Stelara is a fully human monoclonal antibody designed to selectively inhibit both interleukin (IL)-12 and IL-23, which are believed to play important role in several autoimmune diseases.
The drug was previously approved in the US, for the treatment of plaque psoriasis, active psoriatic arthritis, active Crohn’s disease, and active ulcerative colitis.
It is administered as a subcutaneous injection dosed four times per year after two starter doses for the treatment of paediatric patients six years of age and older with active PsA.
Janssen research and development rheumatology and maternal foetal disease area vice president Terence Rooney said: “We know active paediatric psoriatic arthritis is a challenging inflammatory disease given its rarity and that symptoms, such as swollen joints and skin lesions, can vary significantly in presentation and severity.
“With this paediatric approval of Stelara, we’re pleased to help address the unmet needs of these young patients and provide physicians with a much-needed treatment option that has an established track record of safety and efficacy.”
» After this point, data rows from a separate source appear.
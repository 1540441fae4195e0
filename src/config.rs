//! Configuration Module
//!
//! Flat driver configuration consumed once by the cache factory.

use std::env;
use std::fmt;
use std::path::PathBuf;
use std::str::FromStr;

use serde::Deserialize;

use crate::error::{CacheError, Result};

/// Cache driver configuration.
///
/// Only the fields belonging to the selected driver are read; every optional
/// field falls back to a default when the factory builds the driver.
#[derive(Clone, Default, Deserialize)]
#[serde(default)]
pub struct CacheConfig {
    /// Driver discriminator, `None` disables caching
    pub driver: Option<String>,

    // == Object Store ==
    /// Custom S3-compatible endpoint (MinIO, R2, ...)
    pub endpoint_url: Option<String>,
    /// Region, defaults to `us-east-1`
    pub region: Option<String>,
    pub access_key_id: Option<String>,
    pub secret_access_key: Option<String>,
    /// Bucket name, required by the object-store driver
    pub bucket: Option<String>,
    /// Use path-style requests instead of virtual-hosted buckets
    pub force_path_style: bool,

    // == File System ==
    /// Base directory, defaults to `<tmp>/screenshoter`
    pub base_dir: Option<PathBuf>,
    /// Octal permission mode for the directory and cache files, e.g. `0755`
    pub mode: Option<String>,

    // == Key Value Store ==
    pub host: Option<String>,
    pub port: Option<u16>,
    pub username: Option<String>,
    pub password: Option<String>,
    /// Database index
    pub database: Option<u32>,
    /// Prefix prepended to every stored key
    pub key_prefix: Option<String>,
    /// Hard expiration in seconds applied to both payload and timestamp keys
    pub expiration_time: Option<u64>,
}

impl CacheConfig {
    /// Creates a new CacheConfig by loading values from environment variables.
    ///
    /// # Environment Variables
    /// - `CACHE_DRIVER` - `null`, `filesystem`, `object-store` or `key-value-store`
    /// - `CACHE_S3_ENDPOINT_URL`, `CACHE_S3_REGION`, `CACHE_S3_ACCESS_KEY_ID`,
    ///   `CACHE_S3_SECRET_ACCESS_KEY`, `CACHE_S3_BUCKET`, `CACHE_S3_FORCE_PATH_STYLE`
    /// - `CACHE_FS_BASE_DIR`, `CACHE_FS_MODE`
    /// - `CACHE_REDIS_HOST`, `CACHE_REDIS_PORT`, `CACHE_REDIS_USERNAME`,
    ///   `CACHE_REDIS_PASSWORD`, `CACHE_REDIS_DATABASE`, `CACHE_REDIS_KEY_PREFIX`,
    ///   `CACHE_REDIS_EXPIRATION_TIME`
    ///
    /// Empty variables are treated as unset. A value that does not parse is a
    /// configuration error rather than a silent fallback to the default.
    pub fn from_env() -> Result<Self> {
        Self::from_vars(|name| env::var(name).ok())
    }

    /// Same as [`CacheConfig::from_env`], reading variables through `lookup`.
    ///
    /// # Arguments
    /// * `lookup` - Returns the raw value of a variable, `None` when unset
    pub fn from_vars<F>(lookup: F) -> Result<Self>
    where
        F: Fn(&str) -> Option<String>,
    {
        let var = |name: &str| lookup(name).filter(|v| !v.is_empty());

        Ok(Self {
            driver: var("CACHE_DRIVER"),
            endpoint_url: var("CACHE_S3_ENDPOINT_URL"),
            region: var("CACHE_S3_REGION"),
            access_key_id: var("CACHE_S3_ACCESS_KEY_ID"),
            secret_access_key: var("CACHE_S3_SECRET_ACCESS_KEY"),
            bucket: var("CACHE_S3_BUCKET"),
            force_path_style: var("CACHE_S3_FORCE_PATH_STYLE")
                .map(|v| parse_flag("CACHE_S3_FORCE_PATH_STYLE", &v))
                .transpose()?
                .unwrap_or(false),
            base_dir: var("CACHE_FS_BASE_DIR").map(PathBuf::from),
            mode: var("CACHE_FS_MODE"),
            host: var("CACHE_REDIS_HOST"),
            port: parse_var("CACHE_REDIS_PORT", var("CACHE_REDIS_PORT"))?,
            username: var("CACHE_REDIS_USERNAME"),
            password: var("CACHE_REDIS_PASSWORD"),
            database: parse_var("CACHE_REDIS_DATABASE", var("CACHE_REDIS_DATABASE"))?,
            key_prefix: var("CACHE_REDIS_KEY_PREFIX"),
            expiration_time: parse_var(
                "CACHE_REDIS_EXPIRATION_TIME",
                var("CACHE_REDIS_EXPIRATION_TIME"),
            )?,
        })
    }
}

impl fmt::Debug for CacheConfig {
    fn fmt(&self, f: &mut fmt::Formatter<'_>) -> fmt::Result {
        f.debug_struct("CacheConfig")
            .field("driver", &self.driver)
            .field("endpoint_url", &self.endpoint_url)
            .field("region", &self.region)
            .field("access_key_id", &self.access_key_id)
            .field("secret_access_key", &redacted(&self.secret_access_key))
            .field("bucket", &self.bucket)
            .field("force_path_style", &self.force_path_style)
            .field("base_dir", &self.base_dir)
            .field("mode", &self.mode)
            .field("host", &self.host)
            .field("port", &self.port)
            .field("username", &self.username)
            .field("password", &redacted(&self.password))
            .field("database", &self.database)
            .field("key_prefix", &self.key_prefix)
            .field("expiration_time", &self.expiration_time)
            .finish()
    }
}

fn parse_var<T>(name: &str, value: Option<String>) -> Result<Option<T>>
where
    T: FromStr,
    T::Err: fmt::Display,
{
    value
        .map(|v| {
            v.trim()
                .parse()
                .map_err(|e| CacheError::Configuration(format!("invalid {}: {:?} ({})", name, v, e)))
        })
        .transpose()
}

fn parse_flag(name: &str, value: &str) -> Result<bool> {
    match value.trim().to_ascii_lowercase().as_str() {
        "1" | "true" | "yes" | "on" => Ok(true),
        "0" | "false" | "no" | "off" => Ok(false),
        _ => Err(CacheError::Configuration(format!(
            "invalid {}: {:?}",
            name, value
        ))),
    }
}

fn redacted(secret: &Option<String>) -> Option<&'static str> {
    secret.as_ref().map(|_| "***")
}
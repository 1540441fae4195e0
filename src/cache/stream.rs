//! Byte Stream Module
//!
//! Payload streams exchanged with callers. Payload bytes are never inspected.

use bytes::{Bytes, BytesMut};
use futures::stream::{self, BoxStream, StreamExt, TryStreamExt};
use tokio::fs::File;
use tokio::io::AsyncReadExt;

use crate::error::{CacheError, Result};

/// Chunk size used when streaming cache files from disk.
pub const READ_CHUNK_SIZE: usize = 64 * 1024;

/// Owned, sendable stream of payload chunks.
pub type ByteStream = BoxStream<'static, Result<Bytes>>;

/// Wraps an in-memory payload into a single-chunk stream.
pub fn from_bytes(data: impl Into<Bytes>) -> ByteStream {
    let data = data.into();
    stream::once(async move { Ok(data) }).boxed()
}

/// Drains a stream into one contiguous buffer.
pub async fn collect_bytes(stream: ByteStream) -> Result<Bytes> {
    let chunks: Vec<Bytes> = stream.try_collect().await?;
    if chunks.len() == 1 {
        return Ok(chunks.into_iter().next().unwrap_or_default());
    }

    let mut buf = BytesMut::with_capacity(chunks.iter().map(Bytes::len).sum());
    for chunk in chunks {
        buf.extend_from_slice(&chunk);
    }
    Ok(buf.freeze())
}

/// Lazily reads an open file in `READ_CHUNK_SIZE` chunks.
pub(crate) fn from_file(file: File) -> ByteStream {
    stream::try_unfold(file, |mut file| async move {
        let mut buf = BytesMut::with_capacity(READ_CHUNK_SIZE);
        let read = file.read_buf(&mut buf).await.map_err(CacheError::from)?;
        if read == 0 {
            return Ok(None);
        }
        Ok::<_, CacheError>(Some((buf.freeze(), file)))
    })
    .boxed()
}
The US health agency approved the drug based on its pharmacokinetic (PK) data and extrapolation of the established efficacy and safety profile in multiple Phase 3 studies.
The studies PSTELLAR, CADMUS, and CADMUS Jr evaluated the drug in adults and children with moderate to severe plaque, while PSUMMIT I and II in adults with active PsA.
As only limited paediatric patients with PsA were available in the trials, researchers used an extrapolation approach to determine the efficacy and safety of the drug in children.
The researchers used observations from an adjacent population of paediatric patients with moderate to severe plaque PsO, who also had active PsA.
In the trials, treatment using Stelara in children with PsO and active PsA, showed results consistent with that of the Phase 3 trial in children with PsO, without active PsA, said Janssen.
Janssen scientific affairs immunology medical affairs vice president Jennifer Davidson said: “The approval of Stelara for use in children six years of age and older with active psoriatic arthritis is complemented by more than 12 years of clinical trial and real-world evidence across all approved indications demonstrating the safety and efficacy of this biologic therapy.
“As a global leader in immunology, Janssen is dedicated to reducing the burden of chronic autoimmune diseases, and this additional approval for Stelara builds on our legacy of bringing important treatment options to younger patients.”